A Different Approach

Most of the time when I work on computers they are “Windows” PCs and the software is mostly made by Microsoft but from working with different companies I have gain some knowledge on other programs made by various vendors and in-house programmers. Although I have had exposure to Linux, Unix, and FreeBSD I have never really done anything significant with them. Part of this because there are not many home users that understand or operate anything outside of Windows and also because I have not found a good reason to even use a Unix flavor for anything I need at home.

Lately I have been toying with the idea of building a system that would be a central server for just my house to handle various environmental issues and maybe act as a media server as well. If not to do something that grand I would like to have a machine that could run my copy of Subnautica …

I have tried to use Linux in the past but had problems with the interfaces being so vastly different than what I am used to. Ubuntu uses a GNOME interface by default and I absolutely cannot stand it. Ubuntu Server is all text-based and I was completely lost because none of the UNIX commands I new would work and of course DOS commands are of no help either. Eventually I found Linux Mint and that opened up a greater understanding of what was going on and from there I was able to formulate a plan.
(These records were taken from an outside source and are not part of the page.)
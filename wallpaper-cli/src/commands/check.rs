//! Check command implementation.

use anyhow::{bail, Result};
use colored::Colorize;

use super::connect_store;
use super::migrate::{connect_postgres, MigrationConfig};

const VARIABLES: &[&str] = &[
    "REDIS_HOST",
    "REDIS_PORT",
    "REDIS_PASSWORD",
    "PASSWORD",
    "REDIS_SSL",
    "REDIS_SET_NAME",
    "PG_HOST",
    "PG_PORT",
    "PG_DATABASE",
    "PG_USER",
    "PG_PASSWORD",
    "PG_TABLE",
    "PG_COLUMN",
    "BATCH_SIZE",
];

/// Mask a secret as its first two and last two characters.
///
/// Values of four characters or fewer are fully masked.
pub fn mask_secret(value: &str) -> String {
    let chars: Vec<char> = value.chars().collect();
    if chars.len() <= 4 {
        return "***".to_string();
    }
    let head: String = chars[..2].iter().collect();
    let tail: String = chars[chars.len() - 2..].iter().collect();
    format!("{head}***{tail}")
}

fn display_value(name: &str, value: Option<String>) -> String {
    match value.filter(|v| !v.is_empty()) {
        Some(v) if name.contains("PASSWORD") => mask_secret(&v),
        Some(v) => v,
        None => "[not set]".dimmed().to_string(),
    }
}

/// Execute the check command.
pub async fn execute() -> Result<()> {
    println!("{}", "Configuration".bold());
    for name in VARIABLES {
        println!("   {:<16} {}", name, display_value(name, std::env::var(name).ok()));
    }
    println!();

    let mut failures = 0;

    match connect_store().await {
        Ok(_) => println!("   {} {}", "Image store:".dimmed(), "OK".green()),
        Err(e) => {
            failures += 1;
            println!("   {} {} ({e:#})", "Image store:".dimmed(), "FAILED".red());
        }
    }

    let postgres = async {
        let config = MigrationConfig::from_env()?;
        let pool = connect_postgres(&config).await?;
        pool.close().await;
        anyhow::Ok(())
    }
    .await;
    match postgres {
        Ok(()) => println!("   {} {}", "PostgreSQL:".dimmed(), "OK".green()),
        Err(e) => {
            failures += 1;
            println!("   {} {} ({e:#})", "PostgreSQL:".dimmed(), "FAILED".red());
        }
    }

    if failures > 0 {
        bail!("{failures} connection check(s) failed");
    }
    Ok(())
}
Then I go into “thinking and planning mode” which can last years if left unchecked. Pretty much any hardware available nowadays can run Ubuntu Server, the flavor I settled on using, and the download is free so really the only thing holding me back was, me.

The other day I pulled out a system I obtained though an upgrade of one of my clients and figured that with a couple upgrades it would work nicely for what I was trying to accomplish. I like to max out systems to get the most out of them and when you get something for free, the upgrade costs are less of a concern but to put the biggest CPU into this system meant spending around $300 and that didn’t include new RAM. That idea was then put on hold.

Then I pulled out a system that the school had been using for their previous security system. The case had a lot of moisture damage since their server room is also their janitor closet so I wasn’t even sure if it would power up. Soon I had the monster running but the motherboard had a problem in that two of the six SATA ports were dead and from the looks of it, whoever built this system for the school knew that when they sold it to them.

When I couldn’t get it to configure the way I wanted, I saw something in the specifications that made me really happy. The CPU sockets were the same on both systems and the processor upgrade that I wanted was actually in this second system. So with a bit more handy work I was able to upgrade the first system and get it running with Ubuntu Server. Although purists will scoff, I put KDE on it so I could see what I was doing and now it sits in my living room waiting for my next move.

Since I like to do strange things, I really would like to make this system so that it isn’t connected to the Internet and instead connect it to my unused landline. Then if I need anything from it remotely, I could just call it and if it needed to alert me about anything, it could call me. Somehow there must be a way to dial out a text message …

Until then I need to figure out how to get the sensors I want to use and get the computer to not only recognize them but also log that information. It will be my own Jarvis but I’ll give it some other name and instead of talking back to me I will set it to just mumble and randomly swear.